Science in Christian Perspective
Letter to the Editor
The Trouble With The Virgin Birth
Kathryn A.Lindskoog
1344 East Mayfair Avenue
Orange, California 92667
From: JASA 29
(March 1977): 44-45.
I believe in the biological truth of the virgin birth. That is easy.
But it isn't
enough.
I can't think much about the biological truth of the virgin birth,
because I can't
find any comment anywhere on the obvious alternatives we have to sort
out in order
to think clearly about the subject. (How much do we really value a creed if we
don't care to think about it?)
Here are the six questions about the virgin birth that block me.
1. Could God have used a kind of parthenogenesis within Mary? (As I
recall, parthenogenesis
is full development of an egg into an animal without benefit of fertilization.
It occurs in nature in certain lower animals and has been
accomplished in laboratory
experiments with certain more complex animals.)
2. If the ovum was never fertilized, then Jesus' genes were all from Mary. What
are the biological implications of that for the kind of man Jesus
was? What could
have been the nature of his chromosomal pattern?

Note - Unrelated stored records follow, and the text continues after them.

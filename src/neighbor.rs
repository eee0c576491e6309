//! Nearest-neighbor inference: borrow the field-to-slot mapping of the most
//! similar labeled palette and apply it to the target's own slots.

use crate::corpus::{Corpus, LabeledTheme};
use crate::error::InferenceError;
use crate::palette::{ExtendedField, ExtendedPalette, Palette, Slot};
use serde::{Deserialize, Serialize};
use std::collections::{BTreeMap, BTreeSet};

/// Tunables for [`NeighborInferer`].
#[derive(Debug, Clone, PartialEq, Serialize, Deserialize)]
#[serde(default)]
pub struct NeighborOptions {
    /// Looser than the learner's: a mapping only needs the right slot, not
    /// a faithful color.
    pub acceptance_threshold: f64,
    /// Theme ids never used as neighbors.
    pub deny_list: BTreeSet<String>,
}

impl Default for NeighborOptions {
    fn default() -> Self {
        Self {
            acceptance_threshold: 100.0,
            deny_list: BTreeSet::new(),
        }
    }
}

/// Field-to-slot assignments learned from one theme.
pub type SlotMapping = BTreeMap<ExtendedField, Slot>;

#[derive(Debug, Clone, PartialEq, Serialize)]
pub struct NeighborPrediction {
    pub neighbor: String,
    pub distance: f64,
    pub mapping: SlotMapping,
    pub palette: ExtendedPalette,
}

#[derive(Debug, Clone)]
pub struct NeighborInferer<'a> {
    corpus: &'a Corpus,
    options: NeighborOptions,
}

impl<'a> NeighborInferer<'a> {
    pub fn new(corpus: &'a Corpus, options: NeighborOptions) -> Self {
        Self { corpus, options }
    }

    /// Closest eligible labeled theme. `exclude` names the query theme in
    /// leave-one-out runs. Distance ties go to the first id.
    pub fn nearest(
        &self,
        target: &Palette,
        exclude: Option<&str>,
    ) -> Option<(&'a LabeledTheme, f64)> {
        let mut best: Option<(&LabeledTheme, f64)> = None;
        for theme in self.corpus.labeled() {
            if Some(theme.id()) == exclude || self.options.deny_list.contains(theme.id()) {
                continue;
            }
            let distance = target.distance(theme.palette());
            if best.map_or(true, |(_, d)| distance < d) {
                best = Some((theme, distance));
            }
        }
        best
    }

    /// Predict an extended palette for `target`.
    pub fn infer(
        &self,
        target: &Palette,
        exclude: Option<&str>,
    ) -> Result<NeighborPrediction, InferenceError> {
        let (neighbor, distance) = self.nearest(target, exclude).ok_or_else(|| {
            InferenceError::NoNeighbor {
                theme: exclude.unwrap_or("<palette>").to_string(),
            }
        })?;
        let mapping = learn_mapping(neighbor, self.options.acceptance_threshold);
        tracing::debug!(
            neighbor = neighbor.id(),
            distance,
            fields = mapping.len(),
            "selected neighbor"
        );
        let palette = apply_mapping(&mapping, target);
        Ok(NeighborPrediction {
            neighbor: neighbor.id().to_string(),
            distance,
            mapping,
            palette,
        })
    }
}

/// For every ground-truth field of `theme`, the theme's own closest slot,
/// when within `acceptance_threshold`.
pub fn learn_mapping(theme: &LabeledTheme, acceptance_threshold: f64) -> SlotMapping {
    let Some(truth) = theme.ground_truth() else {
        return SlotMapping::new();
    };
    truth
        .iter()
        .filter_map(|(field, color)| {
            theme
                .palette()
                .derived_slot(color, acceptance_threshold)
                .map(|slot| (field, slot))
        })
        .collect()
}

/// Read each mapped slot from `target`.
pub fn apply_mapping(mapping: &SlotMapping, target: &Palette) -> ExtendedPalette {
    mapping
        .iter()
        .map(|(field, slot)| (*field, target.get(*slot)))
        .collect()
}

#[cfg(test)]
mod tests {
    use super::*;
    use crate::color::Rgb;
    use crate::testsupport::{gruvbox_dark_hard, labeled, labeled_with, palette_with};

    fn corpus() -> Corpus {
        let base = gruvbox_dark_hard();
        let near = palette_with(&[(Slot::Base00, Rgb::new(0x20, 0x20, 0x20))]);
        let far = palette_with(&[
            (Slot::Base00, Rgb::new(0xff, 0xff, 0xff)),
            (Slot::Base07, Rgb::new(0x00, 0x00, 0x00)),
        ]);
        Corpus::new(vec![
            labeled("base", base),
            labeled("near", near),
            labeled("far", far),
        ])
    }

    #[test]
    fn nearest_excludes_the_query_theme() {
        let corpus = corpus();
        let inferer = NeighborInferer::new(&corpus, NeighborOptions::default());
        let target = gruvbox_dark_hard();
        let (self_match, d) = inferer.nearest(&target, None).unwrap();
        assert_eq!(self_match.id(), "base");
        assert_eq!(d, 0.0);
        let (other, _) = inferer.nearest(&target, Some("base")).unwrap();
        assert_eq!(other.id(), "near");
    }

    #[test]
    fn deny_list_removes_candidates() {
        let corpus = corpus();
        let options = NeighborOptions {
            deny_list: ["near".to_string()].into_iter().collect(),
            ..NeighborOptions::default()
        };
        let inferer = NeighborInferer::new(&corpus, options);
        let prediction = inferer.infer(&gruvbox_dark_hard(), Some("base")).unwrap();
        assert_eq!(prediction.neighbor, "far");
    }

    #[test]
    fn no_eligible_neighbor_is_an_error() {
        let corpus = Corpus::new(vec![labeled("only", gruvbox_dark_hard())]);
        let inferer = NeighborInferer::new(&corpus, NeighborOptions::default());
        let err = inferer.infer(&gruvbox_dark_hard(), Some("only")).unwrap_err();
        assert_eq!(
            err,
            InferenceError::NoNeighbor {
                theme: "only".into()
            }
        );
    }

    #[test]
    fn distance_ties_go_to_first_id() {
        let p = gruvbox_dark_hard();
        let corpus = Corpus::new(vec![labeled("b", p), labeled("a", p)]);
        let inferer = NeighborInferer::new(&corpus, NeighborOptions::default());
        assert_eq!(inferer.nearest(&p, None).unwrap().0.id(), "a");
    }

    #[test]
    fn mapping_is_applied_to_target_slots() {
        let source = gruvbox_dark_hard();
        let truth: ExtendedPalette = [
            (ExtendedField::DiagnosticError, source.get(Slot::Base08)),
            (ExtendedField::UiAccent, source.get(Slot::Base0E)),
        ]
        .into_iter()
        .collect();
        let corpus = Corpus::new(vec![labeled_with("src", source, truth)]);
        let target = palette_with(&[(Slot::Base0E, Rgb::new(0xaa, 0x55, 0xee))]);
        let inferer = NeighborInferer::new(&corpus, NeighborOptions::default());
        let prediction = inferer.infer(&target, None).unwrap();
        assert_eq!(prediction.mapping.len(), 2);
        assert_eq!(
            prediction.palette.get(ExtendedField::UiAccent),
            Some(Rgb::new(0xaa, 0x55, 0xee))
        );
        assert!(!prediction.palette.contains(ExtendedField::GitAdd));
    }

    #[test]
    fn colors_beyond_acceptance_are_not_mapped() {
        let source = gruvbox_dark_hard();
        let truth: ExtendedPalette = [
            (ExtendedField::DiagnosticError, source.get(Slot::Base08)),
            (ExtendedField::UiAccent, Rgb::new(0, 0, 255)),
        ]
        .into_iter()
        .collect();
        let theme = labeled_with("src", source, truth);
        let mapping = learn_mapping(&theme, 100.0);
        assert_eq!(mapping.get(&ExtendedField::DiagnosticError), Some(&Slot::Base08));
        assert!(!mapping.contains_key(&ExtendedField::UiAccent));
    }

    #[test]
    fn leave_one_out_never_returns_self() {
        let corpus = corpus();
        let inferer = NeighborInferer::new(&corpus, NeighborOptions::default());
        for theme in corpus.labeled() {
            let prediction = inferer.infer(theme.palette(), Some(theme.id())).unwrap();
            assert_ne!(prediction.neighbor, theme.id());
        }
    }
}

3. In contrast, do any Christians hold the theory that the Holy
Spirit inplanted
a zygote (fertilized ovum) within Mary? If that were the case, Jesus
was no more
a physical descendent of Mary than of Joseph, but her body nurtured Him without
contributing any genetic material. Would this tie in with Christ
being the second
Adam, a new creation?
4. The only alternative I can see to the two ideas above is the idea that God
implanted a sperm full of chromosomes into Mary's body to unite with her ovum.
Is that an acceptable idea to orthodox theologians? Supernatural
insemination.
5. If God created or transferred a certain sperm into Mary and united it with
an ovum, what genetic code did He use? Surely not His own, I assume. Could He
have drawn a sperm of David from a ''celestial frozen sperm bank'' so
that Christ
was literally the SON of David? (Here, of course, I am talking about the code,
not the speck of material.) Did God use a sperm from Joseph? Or could
Christ actually
be the Second Adam genetically in that the sperm He grew from carried
Adam's exact
chromosomal pattern? (This, in contrast to the David theory, would
give him twenty-four
unfatlen chromosomes out of forty-eight.)
6. My final question sounds zany, but I don't mean to be profane. I ask it in
reverence. All time is now to God, I truly believe. Jesus was fully
God and fully
man. As a true human man, Jesus had sperm in His testicles, didn't
He? Those sperm
had genetic codes. Perhaps God took one of those sperm from Jesus' mature body
and moved it back in time (from our point of view) and implanted it inside Mary
to unite with her ovum to form Jesus in her womb. So He was physically the Son
of God because He was His own father. If this idea is out of court, why?
In conclusion, I am willing to happily accept mystery at the point where human
reason and knowledge fall short. But won't some perceptive Christians who know
biology guide me to that given point? I can't get there on my own.